LISTED ENTRIES ▸
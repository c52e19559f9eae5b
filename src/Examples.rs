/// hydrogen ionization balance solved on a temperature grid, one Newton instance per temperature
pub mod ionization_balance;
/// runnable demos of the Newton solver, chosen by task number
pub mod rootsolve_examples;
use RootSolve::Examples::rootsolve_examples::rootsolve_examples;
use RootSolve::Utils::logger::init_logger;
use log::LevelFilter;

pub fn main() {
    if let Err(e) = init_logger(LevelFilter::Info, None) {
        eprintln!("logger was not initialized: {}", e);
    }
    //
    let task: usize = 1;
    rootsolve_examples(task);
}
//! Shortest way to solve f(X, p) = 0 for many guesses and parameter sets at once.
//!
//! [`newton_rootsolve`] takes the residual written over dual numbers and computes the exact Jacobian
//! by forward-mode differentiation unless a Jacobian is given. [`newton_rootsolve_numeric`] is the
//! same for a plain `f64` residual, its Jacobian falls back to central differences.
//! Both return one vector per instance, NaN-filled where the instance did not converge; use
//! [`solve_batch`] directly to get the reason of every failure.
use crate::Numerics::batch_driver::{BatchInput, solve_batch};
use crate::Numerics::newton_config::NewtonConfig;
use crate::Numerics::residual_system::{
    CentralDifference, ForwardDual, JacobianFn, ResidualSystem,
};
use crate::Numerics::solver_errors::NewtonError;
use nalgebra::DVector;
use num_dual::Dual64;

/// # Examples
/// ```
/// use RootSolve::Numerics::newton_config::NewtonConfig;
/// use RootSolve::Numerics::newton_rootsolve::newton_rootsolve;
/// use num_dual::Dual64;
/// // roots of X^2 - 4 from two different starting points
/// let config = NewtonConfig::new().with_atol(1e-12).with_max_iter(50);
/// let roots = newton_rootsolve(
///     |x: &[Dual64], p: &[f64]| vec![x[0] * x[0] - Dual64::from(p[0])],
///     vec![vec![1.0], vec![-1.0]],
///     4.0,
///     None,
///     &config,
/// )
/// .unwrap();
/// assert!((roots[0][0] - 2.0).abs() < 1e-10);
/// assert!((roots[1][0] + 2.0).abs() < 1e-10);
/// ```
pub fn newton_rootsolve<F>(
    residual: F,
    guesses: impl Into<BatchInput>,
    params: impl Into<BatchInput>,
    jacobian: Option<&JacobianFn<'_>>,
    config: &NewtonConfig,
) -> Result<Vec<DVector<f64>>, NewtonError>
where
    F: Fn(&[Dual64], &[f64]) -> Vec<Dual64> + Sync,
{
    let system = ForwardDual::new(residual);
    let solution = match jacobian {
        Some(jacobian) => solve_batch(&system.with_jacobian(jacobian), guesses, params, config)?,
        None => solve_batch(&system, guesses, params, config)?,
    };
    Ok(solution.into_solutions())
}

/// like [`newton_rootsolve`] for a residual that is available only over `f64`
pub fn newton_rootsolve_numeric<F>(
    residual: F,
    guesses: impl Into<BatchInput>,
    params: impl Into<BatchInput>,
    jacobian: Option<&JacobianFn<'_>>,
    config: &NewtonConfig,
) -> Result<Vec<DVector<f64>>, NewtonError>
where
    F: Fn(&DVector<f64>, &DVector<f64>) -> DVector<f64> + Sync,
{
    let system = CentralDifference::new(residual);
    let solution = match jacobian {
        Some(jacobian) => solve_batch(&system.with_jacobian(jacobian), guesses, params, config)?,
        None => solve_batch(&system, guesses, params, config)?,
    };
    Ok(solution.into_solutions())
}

WORK REQUEST ▸ Show each line of the material holding "CentralDifference".

SOLUTION BELOW ▸
    CentralDifference, ForwardDual, JacobianFn, ResidualSystem,
    let system = CentralDifference::new(residual);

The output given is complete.